Tribal and non-tribal cops work to forge historic working relationship

The borders of sovereign Indian Reservations that crisscross Western South Dakota create a complex jurisdictional maze.
And bad guys take advantage, slipping over borders to escape justice.
“We're becoming each other’s safe havens for criminals,” said Stanley Little Whiteman who is the chairman of the Oglala Sioux Tribe’s Law and Order Committee.
But now tribal and non-tribal leaders are seeking ways to collaborate and close the legal loophole.
But cultural hurdles -- and generational mistrust – remain as officials try to untangle the jurisdictional web that has long handcuffed law enforcement’s ability to chase offenders across reservation borders.
“For the last hundred years we've had jursdictional complications that have put us at a disadvantage,” said Rapid City Police Chief Karl Jegeris.
Jegeris, Pennington County Sheriff Kevin Thom, Pennington County States Attorney Mark Vargo and Pine Ridge tribal leaders are building a framework to make it easier to track offenders across frontiers.

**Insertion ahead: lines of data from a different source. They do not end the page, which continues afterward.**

//! Operation kinds, per-operation params and the normalized result.
//!
//! # Design
//! The UI framework speaks in `(kind, resource, params)` triples where
//! `params` is a loose JSON bag. `DataRequest` is the typed form: one
//! variant per operation, each carrying exactly the params it needs. The
//! loose form is accepted through `DataRequest::from_parts`, which is the
//! only place an unknown kind can appear.

use std::fmt;
use std::str::FromStr;

use serde::de::DeserializeOwned;
use serde::{Deserialize, Serialize};
use serde_json::{Map, Value};

use crate::error::ProviderError;

/// The closed set of operations the provider understands.
#[derive(Debug, Clone, Copy, PartialEq, Eq, Hash)]
pub enum Operation {
    GetList,
    GetOne,
    GetMany,
    GetManyReference,
    Create,
    Update,
    Delete,
}

impl Operation {
    pub const ALL: [Operation; 7] = [
        Operation::GetList,
        Operation::GetOne,
        Operation::GetMany,
        Operation::GetManyReference,
        Operation::Create,
        Operation::Update,
        Operation::Delete,
    ];

    /// The constant the UI framework uses for this operation.
    pub fn as_str(self) -> &'static str {
        match self {
            Operation::GetList => "GET_LIST",
            Operation::GetOne => "GET_ONE",
            Operation::GetMany => "GET_MANY",
            Operation::GetManyReference => "GET_MANY_REFERENCE",
            Operation::Create => "CREATE",
            Operation::Update => "UPDATE",
            Operation::Delete => "DELETE",
        }
    }
}

impl fmt::Display for Operation {
    fn fmt(&self, f: &mut fmt::Formatter<'_>) -> fmt::Result {
        f.write_str(self.as_str())
    }
}

impl FromStr for Operation {
    type Err = ProviderError;

    fn from_str(kind: &str) -> Result<Self, Self::Err> {
        Operation::ALL
            .into_iter()
            .find(|op| op.as_str() == kind)
            .ok_or_else(|| ProviderError::UnsupportedOperation(kind.to_string()))
    }
}

#[derive(Debug, Clone, Copy, Default, PartialEq, Eq, Serialize, Deserialize)]
pub enum SortOrder {
    #[default]
    #[serde(rename = "ASC", alias = "asc")]
    Asc,
    #[serde(rename = "DESC", alias = "desc")]
    Desc,
}

#[derive(Debug, Clone, PartialEq, Eq, Serialize, Deserialize)]
pub struct Sort {
    pub field: String,
    #[serde(default)]
    pub order: SortOrder,
}

impl Sort {
    pub fn asc(field: impl Into<String>) -> Self {
        Self {
            field: field.into(),
            order: SortOrder::Asc,
        }
    }

    pub fn desc(field: impl Into<String>) -> Self {
        Self {
            field: field.into(),
            order: SortOrder::Desc,
        }
    }
}

/// One-based page number and page size, as the UI framework sends them.
#[derive(Debug, Clone, Copy, PartialEq, Eq, Serialize, Deserialize)]
pub struct Pagination {
    pub page: u64,
    #[serde(rename = "perPage")]
    pub per_page: u64,
}

#[derive(Debug, Clone, Default, PartialEq, Serialize, Deserialize)]
pub struct ListParams {
    #[serde(default)]
    pub filter: Map<String, Value>,
    #[serde(default)]
    pub sort: Option<Sort>,
    #[serde(default)]
    pub pagination: Option<Pagination>,
}

#[derive(Debug, Clone, PartialEq, Serialize, Deserialize)]
pub struct GetOneParams {
    pub id: Value,
}

#[derive(Debug, Clone, PartialEq, Serialize, Deserialize)]
pub struct GetManyParams {
    pub ids: Vec<Value>,
}

/// List the records of a resource whose `target` field equals `id`.
#[derive(Debug, Clone, PartialEq, Serialize, Deserialize)]
pub struct GetManyReferenceParams {
    pub target: String,
    pub id: Value,
    #[serde(flatten)]
    pub list: ListParams,
}

#[derive(Debug, Clone, PartialEq, Serialize, Deserialize)]
pub struct CreateParams {
    pub data: Value,
}

#[derive(Debug, Clone, PartialEq, Serialize, Deserialize)]
pub struct UpdateParams {
    pub id: Value,
    pub data: Value,
}

#[derive(Debug, Clone, PartialEq, Serialize, Deserialize)]
pub struct DeleteParams {
    pub id: Value,
}

/// A typed data request: an operation together with its params.
#[derive(Debug, Clone, PartialEq)]
pub enum DataRequest {
    GetList(ListParams),
    GetOne(GetOneParams),
    GetMany(GetManyParams),
    GetManyReference(GetManyReferenceParams),
    Create(CreateParams),
    Update(UpdateParams),
    Delete(DeleteParams),
}

impl DataRequest {
    pub fn operation(&self) -> Operation {
        match self {
            DataRequest::GetList(_) => Operation::GetList,
            DataRequest::GetOne(_) => Operation::GetOne,
            DataRequest::GetMany(_) => Operation::GetMany,
            DataRequest::GetManyReference(_) => Operation::GetManyReference,
            DataRequest::Create(_) => Operation::Create,
            DataRequest::Update(_) => Operation::Update,
            DataRequest::Delete(_) => Operation::Delete,
        }
    }

    /// Build a request from a framework constant and a loose params bag.
    ///
    /// Fails with `UnsupportedOperation` for an unknown `kind` and with
    /// `InvalidParams` when `params` does not fit the operation. A `null`
    /// bag is read as an empty object.
    pub fn from_parts(kind: &str, params: Value) -> Result<Self, ProviderError> {
        let operation: Operation = kind.parse()?;
        let params = match params {
            Value::Null => Value::Object(Map::new()),
            other => other,
        };
        Ok(match operation {
            Operation::GetList => DataRequest::GetList(typed(operation, params)?),
            Operation::GetOne => DataRequest::GetOne(typed(operation, params)?),
            Operation::GetMany => DataRequest::GetMany(typed(operation, params)?),
            Operation::GetManyReference => {
                DataRequest::GetManyReference(typed(operation, params)?)
            }
            Operation::Create => DataRequest::Create(typed(operation, params)?),
            Operation::Update => DataRequest::Update(typed(operation, params)?),
            Operation::Delete => DataRequest::Delete(typed(operation, params)?),
        })
    }
}

fn typed<T: DeserializeOwned>(operation: Operation, params: Value) -> Result<T, ProviderError> {
    serde_json::from_value(params).map_err(|source| ProviderError::InvalidParams {
        operation: operation.to_string(),
        source,
    })
}

/// The normalized shape handed back to the UI framework.
#[derive(Debug, Clone, PartialEq, Serialize, Deserialize)]
pub struct ProviderResult {
    pub data: Value,
    #[serde(default, skip_serializing_if = "Option::is_none")]
    pub total: Option<u64>,
    /// Raw response body; absent for fan-out requests.
    #[serde(default, skip_serializing_if = "Option::is_none")]
    pub body: Option<String>,
}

They hope to have a deal in place in the coming months.
“The whole idea is that we would create some form of an agreement where if an offender leaves (the reservation) they can pick him up and turn it back over to us or vice versa. We turn them over to Rapid City,” said Little Whiteman.

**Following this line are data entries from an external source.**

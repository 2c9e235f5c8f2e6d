//! Error types for the data provider.
//!
//! # Design
//! `ProviderError` covers everything the translators can reject on their
//! own. Failures raised by a `Transport` are carried in
//! `ProviderError::Transport` untouched, so callers can still match on the
//! status code or the underlying network error.

/// Header the list-style operations read the total count from.
pub const CONTENT_RANGE: &str = "Content-Range";

/// Errors returned by `RestClient` and `DataProvider`.
#[derive(Debug, thiserror::Error)]
pub enum ProviderError {
    /// The operation kind is not one of the recognized constants.
    #[error("unsupported data provider request type {0}")]
    UnsupportedOperation(String),

    /// A list-style response came back without the total-count header.
    #[error(
        "the {header} header is missing in the HTTP response. The REST client expects \
         responses for lists of resources to contain this header with the total number \
         of results to build the pagination. If you are using CORS, did you declare \
         {header} in the Access-Control-Expose-Headers header?"
    )]
    MissingHeader { header: &'static str },

    /// The total-count header is present but its trailing segment is not an integer.
    #[error("cannot read a total count from {header}: {value:?}")]
    InvalidHeader { header: &'static str, value: String },

    /// The loosely-typed params did not match the shape the operation needs.
    #[error("invalid params for {operation}: {source}")]
    InvalidParams {
        operation: String,
        #[source]
        source: serde_json::Error,
    },

    /// The request payload could not be serialized to JSON.
    #[error("serialization failed: {0}")]
    Serialization(#[source] serde_json::Error),

    /// The response body could not be deserialized into the expected shape.
    #[error("deserialization failed: {0}")]
    Deserialization(#[source] serde_json::Error),

    #[error(transparent)]
    Transport(#[from] TransportError),
}

/// Errors raised while executing an `HttpRequest`.
#[derive(Debug, thiserror::Error)]
pub enum TransportError {
    /// The server answered with a status outside `200..300`.
    #[error("HTTP {status}: {body}")]
    HttpError { status: u16, body: String },

    #[error("network error: {0}")]
    Network(#[from] reqwest::Error),

    /// Failure from a caller-supplied transport.
    #[error(transparent)]
    Other(Box<dyn std::error::Error + Send + Sync>),
}

impl TransportError {
    pub fn other(err: impl Into<Box<dyn std::error::Error + Send + Sync>>) -> Self {
        TransportError::Other(err.into())
    }

    /// Status code for `HttpError`, `None` otherwise.
    pub fn status(&self) -> Option<u16> {
        match self {
            TransportError::HttpError { status, .. } => Some(*status),
            TransportError::Network(err) => err.status().map(|s| s.as_u16()),
            TransportError::Other(_) => None,
        }
    }
}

The move toward cooperation is driven in part by realities on the ground.
“It's very clear, due to the meth-related violence on and off Pine Ridge, that we have a problem,” said Jegeris.
But barriers remain. Tribal members resist any hint of an erosion of their sovereignty.

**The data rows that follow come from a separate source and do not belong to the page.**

//! In-memory REST backend speaking the wire shape the data provider expects.
//!
//! Any resource name is accepted; records are JSON objects keyed by a
//! per-resource identifier field (`id` unless configured otherwise). List
//! responses honour equality filters, `sort` / `-sort`, zero-based `page`
//! with `count`, and report the total through `Content-Range`.

use std::{cmp::Ordering, collections::HashMap, sync::Arc};

use axum::{
    extract::{Path, Query, State},
    http::{header, HeaderMap, HeaderValue, StatusCode},
    routing::get,
    Json, Router,
};
use serde_json::{Map, Value};
use tokio::{net::TcpListener, sync::RwLock};
use uuid::Uuid;

#[derive(Clone, Debug)]
pub struct ServerConfig {
    /// Resource name -> identifier field. Missing resources use `id`.
    pub id_fields: HashMap<String, String>,
    /// Whether list responses carry `Content-Range`.
    pub content_range: bool,
}

impl Default for ServerConfig {
    fn default() -> Self {
        Self {
            id_fields: HashMap::new(),
            content_range: true,
        }
    }
}

impl ServerConfig {
    pub fn with_id_field(mut self, resource: &str, field: &str) -> Self {
        self.id_fields.insert(resource.to_string(), field.to_string());
        self
    }

    pub fn without_content_range(mut self) -> Self {
        self.content_range = false;
        self
    }

    fn id_field(&self, resource: &str) -> &str {
        self.id_fields.get(resource).map(String::as_str).unwrap_or("id")
    }
}

pub struct AppState {
    config: ServerConfig,
    db: RwLock<HashMap<String, Vec<Map<String, Value>>>>,
}

pub type Db = Arc<AppState>;

pub fn app() -> Router {
    router(ServerConfig::default())
}

pub fn router(config: ServerConfig) -> Router {
    let state: Db = Arc::new(AppState {
        config,
        db: RwLock::new(HashMap::new()),
    });
    Router::new()
        .route("/{resource}", get(list_records).post(create_record))
        .route(
            "/{resource}/{id}",
            get(get_record).put(update_record).delete(delete_record),
        )
        .with_state(state)
}

pub async fn run(listener: TcpListener, config: ServerConfig) -> Result<(), std::io::Error> {
    axum::serve(listener, router(config)).await
}

/// Query-string form of a JSON value: strings verbatim, the rest as JSON text.
fn render(value: &Value) -> String {
    match value {
        Value::String(s) => s.clone(),
        other => other.to_string(),
    }
}

fn compare(a: Option<&Value>, b: Option<&Value>) -> Ordering {
    match (a, b) {
        (Some(Value::Number(x)), Some(Value::Number(y))) => x
            .as_f64()
            .partial_cmp(&y.as_f64())
            .unwrap_or(Ordering::Equal),
        (Some(x), Some(y)) => render(x).cmp(&render(y)),
        (Some(_), None) => Ordering::Greater,
        (None, Some(_)) => Ordering::Less,
        (None, None) => Ordering::Equal,
    }
}

fn parse_usize(query: &HashMap<String, String>, key: &str) -> Result<Option<usize>, StatusCode> {
    query
        .get(key)
        .map(|v| v.parse().map_err(|_| StatusCode::BAD_REQUEST))
        .transpose()
}

async fn list_records(
    State(state): State<Db>,
    Path(resource): Path<String>,
    Query(query): Query<HashMap<String, String>>,
) -> Result<(HeaderMap, Json<Vec<Map<String, Value>>>), StatusCode> {
    let db = state.db.read().await;
    let mut records: Vec<Map<String, Value>> = db
        .get(&resource)
        .map(|all| {
            all.iter()
                .filter(|record| {
                    query
                        .iter()
                        .filter(|(key, _)| !matches!(key.as_str(), "sort" | "page" | "count"))
                        .all(|(key, expected)| record.get(key).is_some_and(|v| &render(v) == expected))
                })
                .cloned()
                .collect()
        })
        .unwrap_or_default();
    drop(db);

    if let Some(sort) = query.get("sort") {
        let (field, descending) = match sort.strip_prefix('-') {
            Some(field) => (field, true),
            None => (sort.as_str(), false),
        };
        records.sort_by(|a, b| {
            let ord = compare(a.get(field), b.get(field));
            if descending {
                ord.reverse()
            } else {
                ord
            }
        });
    }

    let total = records.len();
    let count = parse_usize(&query, "count")?.unwrap_or(total);
    let start = parse_usize(&query, "page")?.unwrap_or(0).saturating_mul(count).min(total);
    let end = start.saturating_add(count).min(total);
    let page: Vec<Map<String, Value>> = records[start..end].to_vec();

    let mut headers = HeaderMap::new();
    if state.config.content_range {
        let range = if page.is_empty() {
            format!("{resource} */{total}")
        } else {
            format!("{resource} {start}-{}/{total}", end - 1)
        };
        let value = HeaderValue::from_str(&range).map_err(|_| StatusCode::INTERNAL_SERVER_ERROR)?;
        headers.insert(header::CONTENT_RANGE, value);
        headers.insert(
            header::ACCESS_CONTROL_EXPOSE_HEADERS,
            HeaderValue::from_static("Content-Range"),
        );
    }
    Ok((headers, Json(page)))
}

async fn create_record(
    State(state): State<Db>,
    Path(resource): Path<String>,
    Json(input): Json<Value>,
) -> Result<(StatusCode, Json<Map<String, Value>>), StatusCode> {
    let Value::Object(mut record) = input else {
        return Err(StatusCode::UNPROCESSABLE_ENTITY);
    };
    let field = state.config.id_field(&resource).to_string();
    record
        .entry(field.clone())
        .or_insert_with(|| Value::String(Uuid::new_v4().to_string()));

    tracing::debug!(%resource, id = %render(&record[&field]), "created record");
    state
        .db
        .write()
        .await
        .entry(resource)
        .or_default()
        .push(record.clone());
    Ok((StatusCode::CREATED, Json(record)))
}

async fn get_record(
    State(state): State<Db>,
    Path((resource, id)): Path<(String, String)>,
) -> Result<Json<Map<String, Value>>, StatusCode> {
    let field = state.config.id_field(&resource);
    let db = state.db.read().await;
    db.get(&resource)
        .and_then(|records| records.iter().find(|r| r.get(field).map(render).as_deref() == Some(id.as_str())))
        .cloned()
        .map(Json)
        .ok_or(StatusCode::NOT_FOUND)
}

async fn update_record(
    State(state): State<Db>,
    Path((resource, id)): Path<(String, String)>,
    Json(input): Json<Value>,
) -> Result<Json<Map<String, Value>>, StatusCode> {
    let Value::Object(changes) = input else {
        return Err(StatusCode::UNPROCESSABLE_ENTITY);
    };
    let field = state.config.id_field(&resource);
    let mut db = state.db.write().await;
    let record = db
        .get_mut(&resource)
        .and_then(|records| records.iter_mut().find(|r| r.get(field).map(render).as_deref() == Some(id.as_str())))
        .ok_or(StatusCode::NOT_FOUND)?;
    for (key, value) in changes {
        if key != field {
            record.insert(key, value);
        }
    }
    Ok(Json(record.clone()))
}

async fn delete_record(
    State(state): State<Db>,
    Path((resource, id)): Path<(String, String)>,
) -> Result<Json<Map<String, Value>>, StatusCode> {
    let field = state.config.id_field(&resource);
    let mut db = state.db.write().await;
    let records = db.get_mut(&resource).ok_or(StatusCode::NOT_FOUND)?;
    let index = records
        .iter()
        .position(|r| r.get(field).map(render).as_deref() == Some(id.as_str()))
        .ok_or(StatusCode::NOT_FOUND)?;
    tracing::debug!(%resource, %id, "deleted record");
    Ok(Json(records.remove(index)))
}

“You have that 100 percent right,” said Oglala Sioux Tribe President Scott Weston.
Last year The Cheyenne River Sioux Tribal Council voted to give Chairman Harold Frazier the O.K. to ask the state Highway Patrol to assist in fighting the meth-related crime wave hitting that reservation.
The council reversed that vote after tribal members rose up in opposition.
“That's what our membership is afraid of,” said Weston. “They're afraid of, once you open the door to one thing, it's just going to flood.”
But the Pine Ridge working group is confident they can allay tribal fears.
“It's not as if Pennington County Sheriff deputies are going to be sitting in Sharp's Corner (on the Pine Ridge Reservation) or anything,” said Little Whiteman. “That is not the case the case.”
Added Weston: “I will not ever do anything to terminate our jurisdiction or our treaties.”
Jegeris called it law enforcement mutual aid 101. “If they ask us to help, we’ll help,” he said. “If they ask us to leave, we’ll leave.
“Criminals don't respect jurisdictional boundaries. They move back and forth and so we need to make sure that we have good working relationships in place so that we can stay one step ahead of them.
"And right now we are one step behind.”
Jegeris met last month with the tribal council’s law and order committee. They agreed to a 90-day study period to craft the best way forward toward what would be historic cooperation agreement.